Kelleher’s primary concern revolves around the risk of fraud, a longstanding issue associated with the cryptocurrency industry. He stated, “The approval of these spot Bitcoin ETPs would not only expose investors to a market thoroughly contaminated with fraud and manipulation.” This statement comes in the context of a recent report by Cointelegraph, which revealed that over 324,000 crypto users fell victim to phishing scams in 2023, resulting in approximately $295 million in digital assets lost to wallet drainers.

Additionally, Kelleher pointed out that approving a Bitcoin ETF could be misconstrued as the U.S. government endorsing crypto products, potentially misleading investors about the safety and legitimacy of these investments.

Despite Kelleher’s warnings, prominent figures in the crypto industry have dismissed his concerns. Bloomberg ETF analyst James Seyffart criticized Kelleher’s letter on social media platform X (formerly Twitter), highlighting the extensive efforts by asset management firms to refine their spot Bitcoin ETF applications.
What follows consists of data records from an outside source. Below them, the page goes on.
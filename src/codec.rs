//! Fixed-layout binary codec for the wireless notification channel.
//!
//! Outbound observation record (40 bytes, big-endian, no padding):
//!
//! ```text
//! ┌──────────┬──────────┬──────────┬──────┬─────┬────┬────┬──────┬───────┬──────────┬──────┬──────┐
//! │ start 8B │  end 8B  │ now 8B   │ freq │ bw  │ sf │ cr │ sync │ power │ preamble │ gain │ ldro │
//! │ u64      │ u64      │ u64      │ f32  │ f32 │ u8 │ u8 │ u8   │ i8    │ u16      │ u8   │ u8   │
//! └──────────┴──────────┴──────────┴──────┴─────┴────┴────┴──────┴───────┴──────────┴──────┴──────┘
//! ```
//!
//! Inbound frame: 22-byte header (freqError i32, rssi i16, snr f32,
//! timestamp u64, dataLength u32) followed by exactly dataLength payload
//! bytes. The link has no retransmission, so a short read is simply a
//! malformed frame.

use crate::protocol::{Frame, ObservationRequest};
use thiserror::Error;

/// Size of an encoded observation record.
pub const OBSERVATION_LEN: usize = 40;

/// Size of the fixed frame header preceding the payload.
pub const FRAME_HEADER_LEN: usize = 22;

#[derive(Debug, Clone, Copy, PartialEq, Eq, Error)]
pub enum CodecError {
    #[error("malformed frame: got {got} bytes, need {need}")]
    MalformedFrame { got: usize, need: usize },
    #[error("malformed battery report: empty payload")]
    MalformedBatteryReport,
}

/// Encodes an observation request into the fixed 40-byte record.
///
/// Infallible for field values within their declared widths; callers
/// range-check before encoding. `current_time_millis` encodes as zero
/// when the request was never stamped.
pub fn encode_observation(req: &ObservationRequest) -> [u8; OBSERVATION_LEN] {
    let mut out = [0u8; OBSERVATION_LEN];
    out[0..8].copy_from_slice(&req.start_time_millis.to_be_bytes());
    out[8..16].copy_from_slice(&req.end_time_millis.to_be_bytes());
    out[16..24].copy_from_slice(&req.current_time_millis.unwrap_or(0).to_be_bytes());
    out[24..28].copy_from_slice(&req.freq.to_be_bytes());
    out[28..32].copy_from_slice(&req.bw.to_be_bytes());
    out[32] = req.sf;
    out[33] = req.cr;
    out[34] = req.sync_word;
    out[35] = req.power as u8;
    out[36..38].copy_from_slice(&req.preamble_length.to_be_bytes());
    out[38] = req.gain;
    out[39] = req.ldro;
    out
}

/// Sentinel for "nothing scheduled": distinguishable from any valid
/// record by length alone.
pub fn empty_observation() -> &'static [u8] {
    &[]
}

/// Decodes an inbound telemetry frame.
pub fn decode_frame(bytes: &[u8]) -> Result<Frame, CodecError> {
    if bytes.len() < FRAME_HEADER_LEN {
        return Err(CodecError::MalformedFrame {
            got: bytes.len(),
            need: FRAME_HEADER_LEN,
        });
    }

    let frequency_error = i32::from_be_bytes(bytes[0..4].try_into().unwrap());
    let rssi = i16::from_be_bytes(bytes[4..6].try_into().unwrap());
    let snr = f32::from_be_bytes(bytes[6..10].try_into().unwrap());
    let timestamp_millis = u64::from_be_bytes(bytes[10..18].try_into().unwrap());
    let data_length = u32::from_be_bytes(bytes[18..22].try_into().unwrap()) as usize;

    let need = FRAME_HEADER_LEN + data_length;
    if bytes.len() < need {
        return Err(CodecError::MalformedFrame {
            got: bytes.len(),
            need,
        });
    }

    Ok(Frame {
        frequency_error,
        rssi,
        snr,
        timestamp_millis,
        data: bytes[FRAME_HEADER_LEN..need].to_vec(),
    })
}

/// Decodes a battery-level report: the first byte of the payload.
pub fn decode_battery_level(bytes: &[u8]) -> Result<u8, CodecError> {
    bytes.first().copied().ok_or(CodecError::MalformedBatteryReport)
}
The well-known anonymous crypto analyst DonAlt recently warned about the potential effects of the SEC’s decision on a spot Bitcoin ETF. Addressing over 56,000 followers on the YouTube series TechnicalRoundup, DonAlt discussed the possibility of a significant drop in Bitcoin’s value depending on the SEC’s action.

DonAlt indicated that if the SEC decides against the ARK 21Shares Bitcoin ETF, which faces a January 10 deadline, Bitcoin’s value might decrease drastically about 37% from its present level. He pointed out that such a rejection could destabilize the market structure, which currently hovers between $33,000 and $38,000. The analyst traced the recent upward trend in Bitcoin’s price to around $24,000, largely crediting the rise from $27,000-$28,000 to the anticipation surrounding the ETF. In DonAlt’s view, a rejection from the SEC could result in Bitcoin’s price falling back to these earlier levels, possibly dropping to as low as $27,000 or $28,000.

As of the report, Bitcoin was trading at approximately $43,777, showing a slight increase of 0.33% in the last 24 hours. DonAlt believes this pricing is at a crucial point, with the upcoming ETF decision likely to play a significant role in determining the future direction of Bitcoin’s price.

DonAlt also brought up an interesting point regarding the potential approval of the ETF. Contrary to the general expectation that such approval would boost Bitcoin’s price, he suggests that the market may have already factored in much of this positive sentiment. He predicts that approval might lead to an initial surge in price, which could then trigger a sell-off, potentially causing Bitcoin’s value to drop towards the $38,000 mark before it recovers back above $40,000.